Resistance To 2FA Is About Education, Says Security Expert
Users still largely ignore one of the most effective security measures available to them.
We’ve said it before, and we’ll keep saying it: two-factor authentication (2FA) works, and everyone should be using it. Yet the vast majority of people continue to use single-factor logins, despite the clear security advantages of 2FA. Why? What is to blame for the continued resistance to 2FA?
As a supplier of cyber security solutions, TMB has, of course, implemented 2FA in its own IT solutions, and we encourage our customers to do the same. We can’t, however, force them to follow our advice, even with the services we supply, such as Office 365. It costs nothing to set up and use, but ultimately such features are entirely optional.
We regularly hear from customers who have not enabled 2FA in Office 365 or who use an on-premise email exchange that doesn’t support 2FA, who have been hacked as a result. Somehow, criminals have acquired the usernames and passwords of employees (there are a few ways this can happen), and they’ve accessed accounts so they can commit fraud. We’ve seen email accounts being taken over completely, forwarding rules being set up to send emails to hackers, emails being deleted before the intended recipient can even see them and, worse, invoice PDFs being replaced by edited versions that substitute fraudulent bank details for the real ones.
On the plus side, a shock like this will likely diminish the victim’s resistance to 2FA, but that really is learning the hard way.

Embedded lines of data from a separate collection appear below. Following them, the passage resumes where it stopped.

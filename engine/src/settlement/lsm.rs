//! LSM (Liquidity-Saving Mechanisms)
//!
//! Reduces liquidity requirements by settling net positions instead of
//! gross flows. Two passes over Queue 2, once per tick:
//!
//! - **Bilateral offsetting**: mutual A⇄B pairs settle atomically when
//!   both participants can cover the net flow. Pairs are matched
//!   smallest-amount-first, ties broken by lowest tx_id.
//! - **Multilateral cycles**: A→B→…→A cycles with (possibly unequal) leg
//!   values settle atomically when every participant covers its net
//!   position. Shortest cycles are tried first, ties by lowest
//!   concatenated agent sequence.
//!
//! Each leg settles at full value or not at all; all settlement goes
//! through the settlement-engine net primitives so the event log remains
//! the canonical history. The resolver's output is a pure function of
//! Queue 2 contents and agent states at the start of the pass.

use crate::models::state::SimulationState;
use crate::settlement::rtgs::{settle_legs_net, SettlementError};
use serde::{Deserialize, Serialize};
use std::collections::{BTreeMap, BTreeSet};
use tracing::debug;

pub mod graph;

use graph::PaymentGraph;

/// Configuration for LSM behavior
#[derive(Debug, Clone, Serialize, Deserialize)]
pub struct LsmConfig {
    /// Enable the resolver (disabled ⇒ no LSM events at all)
    #[serde(default = "default_enabled")]
    pub enabled: bool,

    /// Maximum cycle length to detect (legs per cycle)
    #[serde(default = "default_max_cycle_length")]
    pub max_cycle_length: usize,
}

fn default_enabled() -> bool {
    true
}

fn default_max_cycle_length() -> usize {
    4
}

impl Default for LsmConfig {
    fn default() -> Self {
        Self {
            enabled: default_enabled(),
            max_cycle_length: default_max_cycle_length(),
        }
    }
}

/// One settled bilateral offset
#[derive(Debug, Clone, PartialEq, Eq)]
pub struct BilateralOffsetRecord {
    pub agent_a: String,
    pub agent_b: String,
    /// The a→b leg
    pub tx_id_a: String,
    /// The b→a leg
    pub tx_id_b: String,
    pub amount_a: i64,
    pub amount_b: i64,
}

/// One settled multilateral cycle
#[derive(Debug, Clone, PartialEq, Eq)]
pub struct CycleRecord {
    /// Agents in cycle order, first repeated at the end
    pub agents: Vec<String>,
    /// Settled legs in cycle order
    pub tx_ids: Vec<String>,
    /// Gross value of all legs
    pub total_value: i64,
    /// Largest net outflow any participant covered
    pub max_net_outflow: i64,
}

/// Result of a complete LSM pass
#[derive(Debug, Clone, Default)]
pub struct LsmPassResult {
    pub offsets: Vec<BilateralOffsetRecord>,
    pub cycles: Vec<CycleRecord>,
}

impl LsmPassResult {
    /// All transaction IDs settled by this pass, in settlement order
    pub fn settled_tx_ids(&self) -> Vec<String> {
        let mut ids = Vec::new();
        for offset in &self.offsets {
            ids.push(offset.tx_id_a.clone());
            ids.push(offset.tx_id_b.clone());
        }
        for cycle in &self.cycles {
            ids.extend(cycle.tx_ids.iter().cloned());
        }
        ids
    }

    /// Number of transactions settled by this pass
    pub fn settled_count(&self) -> usize {
        self.offsets.len() * 2 + self.cycles.iter().map(|c| c.tx_ids.len()).sum::<usize>()
    }
}

/// Run the complete LSM pass over Queue 2
pub fn run_lsm_pass(
    state: &mut SimulationState,
    config: &LsmConfig,
    tick: usize,
) -> LsmPassResult {
    let mut result = LsmPassResult::default();

    if !config.enabled || state.rtgs_queue().is_empty() {
        return result;
    }

    let mut settled: BTreeSet<String> = BTreeSet::new();

    bilateral_pass(state, tick, &mut settled, &mut result.offsets);
    cycle_pass(
        state,
        tick,
        config.max_cycle_length,
        &mut settled,
        &mut result.cycles,
    );

    // Batch removal: single pass over the queue
    state.queue2_remove_batch(&settled);

    if !settled.is_empty() {
        debug!(
            tick,
            offsets = result.offsets.len(),
            cycles = result.cycles.len(),
            settled = settled.len(),
            "lsm pass settled queued payments"
        );
    }

    result
}

/// Bilateral offsetting over mutual pairs
///
/// For every agent pair with flows in both directions, legs are matched
/// smallest-first from each side (ties by tx_id). A matched pair settles
/// if both participants pass the net-position check; on the first
/// infeasible match the pair is abandoned for this tick.
fn bilateral_pass(
    state: &mut SimulationState,
    tick: usize,
    settled: &mut BTreeSet<String>,
    offsets: &mut Vec<BilateralOffsetRecord>,
) {
    // Directed flows: (sender, receiver) → [(amount, tx_id)]
    let mut flows: BTreeMap<(String, String), Vec<(i64, String)>> = BTreeMap::new();
    for tx_id in state.rtgs_queue() {
        if let Some(tx) = state.get_transaction(tx_id) {
            if tx.is_settled() {
                continue;
            }
            flows
                .entry((tx.sender_id().to_string(), tx.receiver_id().to_string()))
                .or_default()
                .push((tx.amount(), tx_id.clone()));
        }
    }
    for legs in flows.values_mut() {
        legs.sort();
    }

    // Unordered pairs with mutual flows, in sorted order
    let pairs: Vec<(String, String)> = flows
        .keys()
        .filter(|(a, b)| a < b && flows.contains_key(&(b.clone(), a.clone())))
        .cloned()
        .collect();

    for (agent_a, agent_b) in pairs {
        let mut forward = flows
            .get(&(agent_a.clone(), agent_b.clone()))
            .cloned()
            .unwrap_or_default();
        let mut backward = flows
            .get(&(agent_b.clone(), agent_a.clone()))
            .cloned()
            .unwrap_or_default();

        while !forward.is_empty() && !backward.is_empty() {
            let (amount_a, tx_id_a) = forward[0].clone();
            let (amount_b, tx_id_b) = backward[0].clone();

            let legs = vec![tx_id_a.clone(), tx_id_b.clone()];
            match settle_legs_net(state, &legs, tick) {
                Ok(_) => {
                    settled.insert(tx_id_a.clone());
                    settled.insert(tx_id_b.clone());
                    offsets.push(BilateralOffsetRecord {
                        agent_a: agent_a.clone(),
                        agent_b: agent_b.clone(),
                        tx_id_a,
                        tx_id_b,
                        amount_a,
                        amount_b,
                    });
                    forward.remove(0);
                    backward.remove(0);
                }
                Err(SettlementError::InsufficientLiquidity { .. }) => break,
                Err(_) => {
                    // A leg went stale mid-pass; skip the smaller side
                    if amount_a <= amount_b {
                        forward.remove(0);
                    } else {
                        backward.remove(0);
                    }
                }
            }
        }
    }
}

/// Multilateral cycle settlement
///
/// Candidates come from the deterministic payment graph, shortest-first.
/// Each surviving candidate is re-checked against current balances, so a
/// cycle settled earlier in the pass is visible to later feasibility
/// checks.
fn cycle_pass(
    state: &mut SimulationState,
    tick: usize,
    max_cycle_length: usize,
    settled: &mut BTreeSet<String>,
    cycles: &mut Vec<CycleRecord>,
) {
    if max_cycle_length < 3 {
        return;
    }

    let graph = PaymentGraph::from_queue2(state, settled);
    if graph.vertex_count() < 3 {
        return;
    }

    let candidates = graph.find_cycles(max_cycle_length);

    for candidate in candidates {
        if candidate.tx_ids.iter().any(|id| settled.contains(id)) {
            continue;
        }

        match settle_legs_net(state, &candidate.tx_ids, tick) {
            Ok(positions) => {
                let max_net_outflow = positions
                    .values()
                    .filter(|net| **net < 0)
                    .map(|net| -net)
                    .max()
                    .unwrap_or(0);

                for tx_id in &candidate.tx_ids {
                    settled.insert(tx_id.clone());
                }
                cycles.push(CycleRecord {
                    agents: candidate.agents,
                    tx_ids: candidate.tx_ids,
                    total_value: candidate.total_value,
                    max_net_outflow,
                });
            }
            Err(_) => continue,
        }
    }
}

#[cfg(test)]
mod tests {
    use super::*;
    use crate::models::agent::Agent;
    use crate::models::transaction::Transaction;

    fn queue_tx(
        state: &mut SimulationState,
        id: &str,
        sender: &str,
        receiver: &str,
        amount: i64,
        tick: usize,
    ) {
        let mut tx = Transaction::new(
            id.to_string(),
            sender.to_string(),
            receiver.to_string(),
            amount,
            0,
            100,
        );
        tx.mark_submitted(tick);
        state.add_transaction(tx);
        state.queue2_insert(id.to_string());
    }

    #[test]
    fn test_bilateral_exact_offset() {
        // A→B 500, B→A 500 with balances of 100: only net settlement works
        let mut state = SimulationState::new(vec![
            Agent::new("A".to_string(), 100, 0),
            Agent::new("B".to_string(), 100, 0),
        ]);
        queue_tx(&mut state, "tx-1", "A", "B", 500, 1);
        queue_tx(&mut state, "tx-2", "B", "A", 500, 1);

        let result = run_lsm_pass(&mut state, &LsmConfig::default(), 5);

        assert_eq!(result.offsets.len(), 1);
        assert_eq!(result.settled_count(), 2);
        assert_eq!(state.queue2_size(), 0);
        assert_eq!(state.get_agent("A").unwrap().balance(), 100);
        assert_eq!(state.get_agent("B").unwrap().balance(), 100);
    }

    #[test]
    fn test_bilateral_minimum_amount_pair_first() {
        // Two mutual pairs; the smallest legs from each side pair up first
        let mut state = SimulationState::new(vec![
            Agent::new("A".to_string(), 1_000, 0),
            Agent::new("B".to_string(), 1_000, 0),
        ]);
        queue_tx(&mut state, "tx-big-ab", "A", "B", 900, 1);
        queue_tx(&mut state, "tx-small-ab", "A", "B", 200, 1);
        queue_tx(&mut state, "tx-big-ba", "B", "A", 800, 1);
        queue_tx(&mut state, "tx-small-ba", "B", "A", 300, 1);

        let result = run_lsm_pass(&mut state, &LsmConfig::default(), 5);

        assert!(!result.offsets.is_empty());
        let first = &result.offsets[0];
        assert_eq!(first.tx_id_a, "tx-small-ab");
        assert_eq!(first.tx_id_b, "tx-small-ba");
    }

    #[test]
    fn test_bilateral_amount_tie_broken_by_tx_id() {
        let mut state = SimulationState::new(vec![
            Agent::new("A".to_string(), 1_000, 0),
            Agent::new("B".to_string(), 1_000, 0),
        ]);
        queue_tx(&mut state, "tx-z", "A", "B", 500, 1);
        queue_tx(&mut state, "tx-a", "A", "B", 500, 1);
        queue_tx(&mut state, "tx-m", "B", "A", 500, 1);

        let result = run_lsm_pass(&mut state, &LsmConfig::default(), 5);

        assert_eq!(result.offsets.len(), 1);
        assert_eq!(result.offsets[0].tx_id_a, "tx-a");
    }

    #[test]
    fn test_cycle_with_unequal_amounts() {
        // A→B 300, B→C 400, C→A 500; each agent gets enough overdraft to
        // cover its net position
        let mut state = SimulationState::new(vec![
            Agent::new("A".to_string(), 0, 200),
            Agent::new("B".to_string(), 0, 200),
            Agent::new("C".to_string(), 0, 200),
        ]);
        queue_tx(&mut state, "tx-1", "A", "B", 300, 1);
        queue_tx(&mut state, "tx-2", "B", "C", 400, 1);
        queue_tx(&mut state, "tx-3", "C", "A", 500, 1);

        let result = run_lsm_pass(&mut state, &LsmConfig::default(), 5);

        assert_eq!(result.cycles.len(), 1);
        let cycle = &result.cycles[0];
        assert_eq!(cycle.tx_ids, vec!["tx-1", "tx-2", "tx-3"]);
        assert_eq!(cycle.total_value, 1_200);
        assert_eq!(cycle.max_net_outflow, 100);

        // Net positions: A +200, B −100, C −100
        assert_eq!(state.get_agent("A").unwrap().balance(), 200);
        assert_eq!(state.get_agent("B").unwrap().balance(), -100);
        assert_eq!(state.get_agent("C").unwrap().balance(), -100);
        assert_eq!(state.queue2_size(), 0);
    }

    #[test]
    fn test_cycle_blocked_by_net_position() {
        // Same cycle but no overdraft: B and C cannot cover −100
        let mut state = SimulationState::new(vec![
            Agent::new("A".to_string(), 0, 0),
            Agent::new("B".to_string(), 0, 0),
            Agent::new("C".to_string(), 0, 0),
        ]);
        queue_tx(&mut state, "tx-1", "A", "B", 300, 1);
        queue_tx(&mut state, "tx-2", "B", "C", 400, 1);
        queue_tx(&mut state, "tx-3", "C", "A", 500, 1);

        let result = run_lsm_pass(&mut state, &LsmConfig::default(), 5);

        assert!(result.cycles.is_empty());
        assert_eq!(state.queue2_size(), 3);
        assert_eq!(state.get_agent("A").unwrap().balance(), 0);
    }

    #[test]
    fn test_disabled_resolver_does_nothing() {
        let mut state = SimulationState::new(vec![
            Agent::new("A".to_string(), 100, 0),
            Agent::new("B".to_string(), 100, 0),
        ]);
        queue_tx(&mut state, "tx-1", "A", "B", 500, 1);
        queue_tx(&mut state, "tx-2", "B", "A", 500, 1);

        let config = LsmConfig {
            enabled: false,
            max_cycle_length: 4,
        };
        let result = run_lsm_pass(&mut state, &config, 5);

        assert_eq!(result.settled_count(), 0);
        assert_eq!(state.queue2_size(), 2);
    }

    #[test]
    fn test_pass_conserves_total_balance() {
        let mut state = SimulationState::new(vec![
            Agent::new("A".to_string(), 700, 500),
            Agent::new("B".to_string(), 300, 500),
            Agent::new("C".to_string(), 0, 500),
        ]);
        let before = state.total_balance();

        queue_tx(&mut state, "tx-1", "A", "B", 300, 1);
        queue_tx(&mut state, "tx-2", "B", "C", 400, 1);
        queue_tx(&mut state, "tx-3", "C", "A", 500, 1);
        queue_tx(&mut state, "tx-4", "B", "A", 250, 2);

        run_lsm_pass(&mut state, &LsmConfig::default(), 5);

        assert_eq!(state.total_balance(), before);
    }
}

We can’t rely on everyone being hacked before they decide to implement 2FA.
And although such cases can be useful reminders to the rest of us, we can’t rely on people to learn from the mistakes of others either. There is no shortage of stories and case studies about businesses that have been hacked, and which haven’t been using 2FA. Yet still it remains a marginal technology.

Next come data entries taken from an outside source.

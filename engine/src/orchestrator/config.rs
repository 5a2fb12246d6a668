//! Engine configuration and load-time validation
//!
//! Configuration errors are fatal: a simulation never starts from an
//! invalid config. Validation covers the full surface the loader passes
//! in (agents, arrival distributions, counterparty weights, collateral,
//! policies, toggles, scenario schedule), so the runtime can rely on the
//! config being internally consistent.

use crate::arrivals::{AmountDistribution, ArrivalConfig};
use crate::costs::CostRates;
use crate::models::agent::Agent;
use crate::models::state::SimulationState;
use crate::models::transaction::Transaction;
use crate::policy::tree::{validate_tree, EvalContext, PolicyTreeDef};
use crate::policy::{PolicyClock, PolicyToggles};
use crate::scenario::{ScenarioEvent, ScenarioKind};
use crate::settlement::lsm::LsmConfig;
use serde::{Deserialize, Serialize};
use std::collections::BTreeSet;
use thiserror::Error;

/// Fatal configuration errors
#[derive(Debug, Error)]
pub enum ConfigError {
    #[error("Invalid simulation parameters: {0}")]
    InvalidSimulation(String),

    #[error("Duplicate agent ID: {0}")]
    DuplicateAgent(String),

    #[error("Unknown agent '{agent_id}' referenced by {context}")]
    UnknownAgent { context: String, agent_id: String },

    #[error("Invalid arrival config for agent '{agent_id}': {reason}")]
    InvalidArrivalConfig { agent_id: String, reason: String },

    #[error("Invalid collateral config for agent '{agent_id}': {reason}")]
    InvalidCollateral { agent_id: String, reason: String },

    #[error("Invalid policy feature toggles: {0}")]
    InvalidToggles(String),

    #[error("Invalid policy for agent '{agent_id}': {reasons}")]
    InvalidPolicy { agent_id: String, reasons: String },

    #[error("Invalid scenario event at index {index}: {reason}")]
    InvalidScenario { index: usize, reason: String },
}

/// Simulation-level parameters
#[derive(Debug, Clone, Serialize, Deserialize)]
pub struct SimulationParams {
    /// Number of ticks per business day
    pub ticks_per_day: usize,

    /// Number of business days to simulate
    pub num_days: usize,

    /// Seed for the deterministic RNG streams
    pub rng_seed: u64,
}

impl SimulationParams {
    /// Total ticks the simulation will run
    pub fn horizon(&self) -> usize {
        self.ticks_per_day * self.num_days
    }
}

/// Policy selection for an agent
#[derive(Debug, Clone, Serialize, Deserialize)]
#[serde(tag = "type", rename_all = "snake_case")]
pub enum PolicyConfig {
    /// Release every transaction immediately (baseline)
    Fifo,

    /// Release transactions approaching their deadline
    Deadline { urgency_threshold: usize },

    /// Preserve a balance buffer, override for urgency
    LiquidityAware {
        target_buffer: i64,
        urgency_threshold: usize,
    },

    /// Declarative JSON decision tree
    Tree { tree: PolicyTreeDef },
}

/// Initial collateral lot for an agent
#[derive(Debug, Clone, Serialize, Deserialize)]
pub struct CollateralLotConfig {
    /// Face value of the lot (cents)
    pub face_value: i64,

    /// Haircut fraction in [0, 1)
    pub haircut: f64,

    /// Arm the auto-withdraw timer this many ticks after posting
    #[serde(default)]
    pub auto_withdraw_after_ticks: Option<usize>,
}

/// Collateral lifecycle parameters
#[derive(Debug, Clone, Serialize, Deserialize)]
pub struct CollateralConfig {
    /// Ticks a lot must be held before any withdrawal
    #[serde(default = "default_min_holding_ticks")]
    pub min_holding_ticks: usize,

    /// Extra secured headroom every withdrawal must preserve (cents)
    #[serde(default)]
    pub safety_buffer: i64,
}

fn default_min_holding_ticks() -> usize {
    10
}

impl Default for CollateralConfig {
    fn default() -> Self {
        Self {
            min_holding_ticks: default_min_holding_ticks(),
            safety_buffer: 0,
        }
    }
}

/// Per-agent configuration
#[derive(Debug, Clone, Serialize, Deserialize)]
pub struct AgentConfig {
    /// Unique agent identifier
    pub id: String,

    /// Opening balance (cents, may be negative)
    pub opening_balance: i64,

    /// Unsecured intraday credit cap (cents)
    pub credit_limit: i64,

    /// Queue 1 release policy
    pub policy: PolicyConfig,

    /// Arrival generation parameters (None = no automatic arrivals)
    #[serde(default)]
    pub arrival_config: Option<ArrivalConfig>,

    /// Collateral lots posted at tick 0
    #[serde(default)]
    pub initial_collateral_lots: Vec<CollateralLotConfig>,
}

/// Complete engine configuration
#[derive(Debug, Clone, Serialize, Deserialize)]
pub struct EngineConfig {
    pub simulation: SimulationParams,

    pub agents: Vec<AgentConfig>,

    #[serde(default)]
    pub scenario_events: Vec<ScenarioEvent>,

    #[serde(default)]
    pub policy_feature_toggles: PolicyToggles,

    #[serde(default)]
    pub cost_rates: CostRates,

    #[serde(default)]
    pub lsm: LsmConfig,

    #[serde(default)]
    pub collateral: CollateralConfig,
}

Breaking Resistance To 2FA… With A Toothbrush
According to Dr L Jean Camp of Indiana University, the problem is due to a lack of awareness regarding the actual need for 2FA. Certainly for some people, 2FA is an inconvenience, but as the Register reported, companies like Microsoft and Google have worked hard to make 2FA easier to set up and use, yet this has made a minimal difference to the number of people who actually take it up.
Video, Dr Camp says, is the most effective way to get the message across and encourage people to use 2FA. Particularly effective, apparently, was a video she showed to people, which compared reusing passwords to reusing a toothbrush to clean a toilet (arguably, that’s fine, as long as it’s someone else’s toothbrush – but we digress…).
Sadly, we don’t have that video, but here’s one about Microsoft 2FA and Authenticator.
What Might Happen Without 2FA?
Quite simply, it is much easier for hackers to get into your accounts if you don’t have 2FA. For businesses, that can quickly translate into significant financial losses, especially if they’re able to intercept the emails of high-ranking employees or those in your finance department. Every year, billions are lost to various types of invoice fraud, and not all businesses will be able to recover from such an attack.
If you’re lucky, you might have cyber insurance that covers you for big losses like this. But you might find your insurer less than willing to cough up when they discover you weren’t using 2FA when the fraud occurred.
So… one more time for the cheap seats: drop your resistance to 2FA, get it set up and give yourself a fighting chance against hackers.